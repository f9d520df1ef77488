//! Frequency analysis tap.
//!
//! `TapSource` wraps any `rodio::Source<Item = f32>`, passes samples through
//! unchanged and writes periodic band magnitudes into a shared
//! `SpectrumFrame`. The frame is created once per player lifetime and every
//! new sink writes into the same one, so the visualizer never reconnects
//! across track changes.

use std::num::NonZero;
use std::sync::{Arc, Mutex};
use std::time::Duration;

use rodio::Source;
use rustfft::{FftPlanner, num_complex::Complex};

/// Number of frequency bands exposed to the visualizer. Coarse on purpose:
/// the display favors responsiveness over spectral detail.
pub const SPECTRUM_BANDS: usize = 32;

/// Samples per analysis window.
const FFT_SIZE: usize = 512;

/// Weight of the previous band value when a new window lands.
const SMOOTHING: f32 = 0.6;

/// Per-tick multiplier applied while nothing is playing, so the bars sink
/// toward silence instead of freezing.
const IDLE_DECAY: f32 = 0.85;

/// The latest frequency-magnitude snapshot, all values in [0, 1].
#[derive(Debug, Clone)]
pub struct SpectrumFrame {
    pub bands: [f32; SPECTRUM_BANDS],
}

impl Default for SpectrumFrame {
    fn default() -> Self {
        Self {
            bands: [0.0; SPECTRUM_BANDS],
        }
    }
}

pub type SpectrumHandle = Arc<Mutex<SpectrumFrame>>;

/// Decay all bands one step toward zero. Called by the device thread while
/// the output is paused or empty.
pub(super) fn decay_idle(handle: &SpectrumHandle) {
    if let Ok(mut frame) = handle.lock() {
        for band in frame.bands.iter_mut() {
            *band *= IDLE_DECAY;
            if *band < 1e-3 {
                *band = 0.0;
            }
        }
    }
}

/// Pass-through source that captures samples for visualization.
pub(super) struct TapSource<S> {
    inner: S,
    frame: SpectrumHandle,
    buffer: Vec<f32>,
    channels: NonZero<u16>,
    sample_rate: NonZero<u32>,
    channel_phase: u16,
    fft_planner: FftPlanner<f32>,
}

impl<S> TapSource<S>
where
    S: Source<Item = f32>,
{
    pub(super) fn new(source: S, frame: SpectrumHandle) -> Self {
        let channels = source.channels();
        let sample_rate = source.sample_rate();
        Self {
            inner: source,
            frame,
            buffer: Vec::with_capacity(FFT_SIZE),
            channels,
            sample_rate,
            channel_phase: 0,
            fft_planner: FftPlanner::new(),
        }
    }

    fn process_window(&mut self) {
        let fft = self.fft_planner.plan_fft_forward(FFT_SIZE);
        let mut fft_input: Vec<Complex<f32>> = self
            .buffer
            .iter()
            .take(FFT_SIZE)
            .enumerate()
            .map(|(i, &s)| {
                // Hann window
                let window =
                    0.5 * (1.0 - (2.0 * std::f32::consts::PI * i as f32 / FFT_SIZE as f32).cos());
                Complex::new(s * window, 0.0)
            })
            .collect();

        fft.process(&mut fft_input);

        let nyquist = FFT_SIZE / 2;
        let bins_per_band = nyquist / SPECTRUM_BANDS;
        let fft_norm = 1.0 / FFT_SIZE as f32;

        let mut bands = [0.0f32; SPECTRUM_BANDS];
        for (band, value) in bands.iter_mut().enumerate() {
            let start = band * bins_per_band;
            let end = (start + bins_per_band).min(nyquist);

            let mut max_mag = 0.0f32;
            for item in &fft_input[start..end] {
                let mag = item.norm() * fft_norm;
                max_mag = max_mag.max(mag);
            }

            *value = (max_mag * 8.0).sqrt().min(1.0);
        }

        if let Ok(mut frame) = self.frame.lock() {
            for (slot, value) in frame.bands.iter_mut().zip(bands.iter()) {
                *slot = *slot * SMOOTHING + value * (1.0 - SMOOTHING);
            }
        }

        self.buffer.clear();
    }
}

impl<S> Iterator for TapSource<S>
where
    S: Source<Item = f32>,
{
    type Item = f32;

    fn next(&mut self) -> Option<Self::Item> {
        let sample = self.inner.next()?;

        // Analyze the first channel only; enough for a coarse display.
        if self.channel_phase == 0 {
            self.buffer.push(sample);
        }
        self.channel_phase = (self.channel_phase + 1) % self.channels.get();

        if self.buffer.len() >= FFT_SIZE {
            self.process_window();
        }

        Some(sample)
    }
}

impl<S> Source for TapSource<S>
where
    S: Source<Item = f32>,
{
    fn current_span_len(&self) -> Option<usize> {
        self.inner.current_span_len()
    }

    fn channels(&self) -> NonZero<u16> {
        self.channels
    }

    fn sample_rate(&self) -> NonZero<u32> {
        self.sample_rate
    }

    fn total_duration(&self) -> Option<Duration> {
        self.inner.total_duration()
    }
}
use crate::config;

pub fn load_settings() -> config::Settings {
    match config::Settings::load() {
        Ok(s) => {
            if let Err(msg) = s.validate() {
                eprintln!("calando: invalid config, using defaults: {msg}");
                config::Settings::default()
            } else {
                s
            }
        }
        Err(e) => {
            // Config is optional; failures should not prevent the app from starting.
            eprintln!("calando: failed to load config, using defaults: {e}");
            config::Settings::default()
        }
    }
}
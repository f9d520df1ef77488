use std::num::NonZero;
use std::sync::{Arc, Mutex};
use std::time::{Duration, Instant};

use rodio::buffer::SamplesBuffer;

use super::analyzer::{SPECTRUM_BANDS, SpectrumFrame, TapSource, decay_idle};
use super::fade::{FadeScheduler, FadeThen, advance};
use super::thread::{PrevAction, prev_action};

// --- Fade math ---

#[test]
fn advance_moves_toward_target_by_step() {
    assert_eq!(advance(0.0, 1.0, 0.1), (0.1, false));
    assert_eq!(advance(0.5, 0.0, 0.1), (0.4, false));
}

#[test]
fn advance_snaps_within_one_step() {
    assert_eq!(advance(0.95, 1.0, 0.1), (1.0, true));
    assert_eq!(advance(0.08, 0.0, 0.1), (0.0, true));
    assert_eq!(advance(0.5, 0.5, 0.1), (0.5, true));
}

#[test]
fn advance_never_leaves_unit_range() {
    let (v, _) = advance(0.0, 1.0, 0.3);
    assert!((0.0..=1.0).contains(&v));
    // Target outside range is clamped before stepping.
    let (v, done) = advance(0.9, 2.0, 0.3);
    assert_eq!((v, done), (1.0, true));
}

// --- Scheduler behavior ---

fn drain(fades: &mut FadeScheduler, start: f32) -> (Vec<f32>, Option<FadeThen>) {
    // Zero interval: every tick is due immediately.
    let mut volumes = Vec::new();
    let mut current = start;
    for _ in 0..100 {
        let Some(t) = fades.tick(Instant::now(), current) else {
            break;
        };
        volumes.push(t.volume);
        current = t.volume;
        if let Some(then) = t.completed {
            return (volumes, Some(then));
        }
    }
    (volumes, None)
}

#[test]
fn fade_out_strictly_decreases_then_snaps_to_zero() {
    let mut fades = FadeScheduler::new();
    fades.ramp_to(0.0, 0.1, Duration::ZERO, FadeThen::Dismiss);

    let (volumes, completed) = drain(&mut fades, 1.0);
    assert_eq!(completed, Some(FadeThen::Dismiss));
    assert_eq!(*volumes.last().unwrap(), 0.0);
    for pair in volumes.windows(2) {
        assert!(pair[1] < pair[0], "volume must strictly decrease per tick");
    }
    assert!(volumes.iter().all(|v| (0.0..=1.0).contains(v)));
    // Completion fires exactly once; the scheduler is idle afterwards.
    assert!(!fades.is_active());
    assert!(fades.tick(Instant::now(), 0.0).is_none());
}

#[test]
fn starting_fade_out_cancels_active_fade_in() {
    let mut fades = FadeScheduler::new();
    let in_ticket = fades.ramp_to(1.0, 0.1, Duration::ZERO, FadeThen::Settle);

    // Fade-in runs a few ticks, then a dismiss arrives.
    let mut current = 0.0;
    for _ in 0..3 {
        current = fades.tick(Instant::now(), current).unwrap().volume;
    }
    let out_ticket = fades.ramp_to(0.0, 0.1, Duration::ZERO, FadeThen::Dismiss);
    assert_ne!(in_ticket, out_ticket);
    assert_eq!(fades.active_ticket(), Some(out_ticket));
    assert_eq!(fades.active_then(), Some(FadeThen::Dismiss));

    let (volumes, completed) = drain(&mut fades, current);
    assert_eq!(completed, Some(FadeThen::Dismiss));
    assert_eq!(*volumes.last().unwrap(), 0.0);
    assert!(volumes.iter().all(|v| (0.0..=1.0).contains(v)));
}

#[test]
fn cancel_discards_the_active_ramp() {
    let mut fades = FadeScheduler::new();
    fades.ramp_to(1.0, 0.1, Duration::ZERO, FadeThen::Settle);
    fades.cancel();
    assert!(!fades.is_active());
    assert!(fades.tick(Instant::now(), 0.5).is_none());
}

#[test]
fn tick_respects_the_interval() {
    let mut fades = FadeScheduler::new();
    fades.ramp_to(1.0, 0.1, Duration::from_secs(60), FadeThen::Settle);
    // First adjustment is one interval away, so nothing fires yet.
    assert!(fades.tick(Instant::now(), 0.0).is_none());
    assert!(fades.is_active());
}

// --- Previous-press decision ---

#[test]
fn prev_beyond_replay_window_restarts_the_track() {
    let window = Duration::from_secs(3);
    assert_eq!(
        prev_action(true, Duration::from_secs(4), window),
        PrevAction::Restart
    );
    assert_eq!(
        prev_action(true, Duration::from_millis(3001), window),
        PrevAction::Restart
    );
}

#[test]
fn prev_within_replay_window_changes_track() {
    let window = Duration::from_secs(3);
    assert_eq!(
        prev_action(true, Duration::ZERO, window),
        PrevAction::Navigate
    );
    assert_eq!(
        prev_action(true, Duration::from_secs(2), window),
        PrevAction::Navigate
    );
    // Exactly at the boundary still navigates; restart needs strictly more.
    assert_eq!(
        prev_action(true, Duration::from_secs(3), window),
        PrevAction::Navigate
    );
}

#[test]
fn prev_without_a_sink_never_restarts() {
    let window = Duration::from_secs(3);
    assert_eq!(
        prev_action(false, Duration::from_secs(10), window),
        PrevAction::Navigate
    );
}

// --- Spectrum frame ---

#[test]
fn decay_idle_sinks_bands_toward_zero() {
    let handle = Arc::new(Mutex::new(SpectrumFrame {
        bands: [0.8; SPECTRUM_BANDS],
    }));

    decay_idle(&handle);
    let after_one = handle.lock().unwrap().bands[0];
    assert!(after_one < 0.8);

    for _ in 0..200 {
        decay_idle(&handle);
    }
    assert!(handle.lock().unwrap().bands.iter().all(|&b| b == 0.0));
}

// --- Tap passthrough ---

#[test]
fn tap_passes_samples_through_unchanged_mono() {
    let input: Vec<f32> = (0..100).map(|i| i as f32 / 100.0).collect();
    let source = SamplesBuffer::new(
        NonZero::new(1).unwrap(),
        NonZero::new(44100).unwrap(),
        input.clone(),
    );
    let frame = Arc::new(Mutex::new(SpectrumFrame::default()));
    let tapped = TapSource::new(source, frame);

    let output: Vec<f32> = tapped.collect();
    assert_eq!(output, input);
}

#[test]
fn tap_passes_samples_through_unchanged_stereo() {
    let input: Vec<f32> = (0..200).map(|i| (i as f32 - 100.0) / 100.0).collect();
    let source = SamplesBuffer::new(
        NonZero::new(2).unwrap(),
        NonZero::new(44100).unwrap(),
        input.clone(),
    );
    let frame = Arc::new(Mutex::new(SpectrumFrame::default()));
    let tapped = TapSource::new(source, frame);

    let output: Vec<f32> = tapped.collect();
    assert_eq!(output, input);
}

#[test]
fn tap_writes_band_energy_for_a_tone() {
    // A loud 440 Hz tone across several FFT windows must light up something.
    let sample_rate = 44100.0f32;
    let input: Vec<f32> = (0..4096)
        .map(|i| (2.0 * std::f32::consts::PI * 440.0 * i as f32 / sample_rate).sin())
        .collect();
    let source = SamplesBuffer::new(
        NonZero::new(1).unwrap(),
        NonZero::new(44100).unwrap(),
        input,
    );
    let frame = Arc::new(Mutex::new(SpectrumFrame::default()));
    let tapped = TapSource::new(source, frame.clone());
    tapped.for_each(drop);

    let bands = frame.lock().unwrap().bands;
    assert!(bands.iter().any(|&b| b > 0.0));
    assert!(bands.iter().all(|&b| (0.0..=1.0).contains(&b)));
}
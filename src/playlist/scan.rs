use std::path::Path;
use std::time::Duration;

use lofty::file::{AudioFile, TaggedFileExt};
use lofty::tag::ItemKey;
use walkdir::WalkDir;

use crate::config::PlaylistSettings;

use super::model::Track;

fn is_audio_file(path: &Path, settings: &PlaylistSettings) -> bool {
    let exts: Vec<String> = settings
        .extensions
        .iter()
        .map(|e| e.trim().trim_start_matches('.').to_ascii_lowercase())
        .filter(|e| !e.is_empty())
        .collect();

    path.extension()
        .and_then(|s| s.to_str())
        .map(|ext| {
            let ext = ext.to_ascii_lowercase();
            exts.iter().any(|e| e == &ext)
        })
        .unwrap_or(false)
}

fn is_hidden(path: &Path) -> bool {
    path.file_name()
        .and_then(|s| s.to_str())
        .map(|name| name.starts_with('.'))
        .unwrap_or(false)
}

fn make_display(title: &str, artist: Option<&str>) -> String {
    match artist {
        Some(a) if !a.trim().is_empty() => format!("{} - {}", a.trim(), title),
        _ => title.to_string(),
    }
}

/// Build the playlist by scanning `dir` for audio files.
///
/// Tag metadata (title/artist/album/duration) comes from lofty; a missing or
/// unreadable tag falls back to the file stem. The duration is what `SeekTo`
/// later scales fractions against, so tracks without readable properties
/// simply become non-seekable rather than failing the scan.
pub fn scan(dir: &Path, settings: &PlaylistSettings) -> Vec<Track> {
    let mut tracks: Vec<Track> = Vec::new();

    let mut walker = WalkDir::new(dir).follow_links(settings.follow_links);

    // Non-recursive = only the root directory.
    let depth_cap = if settings.recursive {
        settings.max_depth
    } else {
        Some(1)
    };
    if let Some(d) = depth_cap {
        walker = walker.max_depth(d);
    }

    for entry in walker
        .into_iter()
        .filter_entry(|e| settings.include_hidden || e.depth() == 0 || !is_hidden(e.path()))
        .filter_map(Result::ok)
    {
        let path = entry.path();
        if path.is_file()
            && (settings.include_hidden || !is_hidden(path))
            && is_audio_file(path, settings)
        {
            let default_title = path
                .file_stem()
                .and_then(|s| s.to_str())
                .unwrap_or("UNKNOWN")
                .to_string();

            let mut title = default_title;
            let mut artist: Option<String> = None;
            let mut album: Option<String> = None;
            let mut duration: Option<Duration> = None;

            if let Ok(tagged) = lofty::read_from_path(path) {
                duration = Some(tagged.properties().duration());

                if let Some(tag) = tagged.primary_tag().or_else(|| tagged.first_tag()) {
                    if let Some(v) = tag.get_string(&ItemKey::TrackTitle) {
                        if !v.trim().is_empty() {
                            title = v.to_string();
                        }
                    }
                    if let Some(v) = tag.get_string(&ItemKey::TrackArtist) {
                        let v = v.trim();
                        if !v.is_empty() {
                            artist = Some(v.to_string());
                        }
                    }
                    if let Some(v) = tag.get_string(&ItemKey::AlbumTitle) {
                        let v = v.trim();
                        if !v.is_empty() {
                            album = Some(v.to_string());
                        }
                    }
                }
            }

            let display = make_display(&title, artist.as_deref());

            tracks.push(Track {
                path: path.to_path_buf(),
                title,
                artist,
                album,
                duration,
                display,
            });
        }
    }

    tracks.sort_by(|a, b| a.display.to_lowercase().cmp(&b.display.to_lowercase()));
    tracks
}
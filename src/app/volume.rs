//! Volume controller: the UI-side model of output gain and mute.
//!
//! Every volume mutation (slider drag, keyboard step, mute toggle) goes
//! through `set_level`, so the rendered slider fill and icon tier can never
//! diverge from the state sent to the device.

use crate::audio::AudioCmd;

pub const VOLUME_MIN: f32 = 0.0;
pub const VOLUME_MAX: f32 = 1.0;

/// Icon intensity tiers: silent, quiet, full.
#[derive(Debug, Clone, Copy, PartialEq, Eq)]
pub enum IconTier {
    Silent,
    Low,
    Full,
}

#[derive(Debug, Clone)]
pub struct VolumeControl {
    level: f32,
    /// Level remembered at mute time, restored on unmute.
    last_level: f32,
}

impl VolumeControl {
    pub fn new(level: f32) -> Self {
        Self {
            level: level.clamp(VOLUME_MIN, VOLUME_MAX),
            last_level: 1.0,
        }
    }

    pub fn level(&self) -> f32 {
        self.level
    }

    /// Muted is derived, not stored: the output is muted exactly when the
    /// level sits at zero.
    pub fn muted(&self) -> bool {
        self.level == 0.0
    }

    /// Set the level, clamped to [0, 1].
    pub fn set_level(&mut self, v: f32) {
        self.level = v.clamp(VOLUME_MIN, VOLUME_MAX);
    }

    /// Step the level by `delta` (keyboard volume keys). Routes through
    /// `set_level` so clamping and mute derivation stay in one place.
    pub fn step(&mut self, delta: f32) {
        self.set_level(self.level + delta);
    }

    /// Mute remembers the current level and zeroes the slider; unmute
    /// restores whatever was remembered.
    pub fn toggle_mute(&mut self) {
        if self.muted() {
            let restore = self.last_level;
            self.set_level(restore);
        } else {
            self.last_level = self.level;
            self.set_level(0.0);
        }
    }

    /// Fill proportion of the slider affordance.
    pub fn fill_ratio(&self) -> f32 {
        (self.level - VOLUME_MIN) / (VOLUME_MAX - VOLUME_MIN)
    }

    pub fn icon_tier(&self) -> IconTier {
        if self.muted() {
            IconTier::Silent
        } else if self.level < 0.5 {
            IconTier::Low
        } else {
            IconTier::Full
        }
    }

    /// The device command matching the current state.
    pub fn as_cmd(&self) -> AudioCmd {
        AudioCmd::SetVolume {
            level: self.level,
            muted: self.muted(),
        }
    }
}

------------------------------------------------

- TASK STATEMENT -
Retype, exactly as written, everything from the first line of the data above through the line containing "pub type SpectrumHandle". Nothing else should appear.

- EXERCISE OUTPUT -
repository f9d520df1ef77488
//! Frequency analysis tap.
//!
//! `TapSource` wraps any `rodio::Source<Item = f32>`, passes samples through
//! unchanged and writes periodic band magnitudes into a shared
//! `SpectrumFrame`. The frame is created once per player lifetime and every
//! new sink writes into the same one, so the visualizer never reconnects
//! across track changes.

use std::num::NonZero;
use std::sync::{Arc, Mutex};
use std::time::Duration;

use rodio::Source;
use rustfft::{FftPlanner, num_complex::Complex};

/// Number of frequency bands exposed to the visualizer. Coarse on purpose:
/// the display favors responsiveness over spectral detail.
pub const SPECTRUM_BANDS: usize = 32;

/// Samples per analysis window.
const FFT_SIZE: usize = 512;

/// Weight of the previous band value when a new window lands.
const SMOOTHING: f32 = 0.6;

/// Per-tick multiplier applied while nothing is playing, so the bars sink
/// toward silence instead of freezing.
const IDLE_DECAY: f32 = 0.85;

/// The latest frequency-magnitude snapshot, all values in [0, 1].
#[derive(Debug, Clone)]
pub struct SpectrumFrame {
    pub bands: [f32; SPECTRUM_BANDS],
}

impl Default for SpectrumFrame {
    fn default() -> Self {
        Self {
            bands: [0.0; SPECTRUM_BANDS],
        }
    }
}

pub type SpectrumHandle = Arc<Mutex<SpectrumFrame>>;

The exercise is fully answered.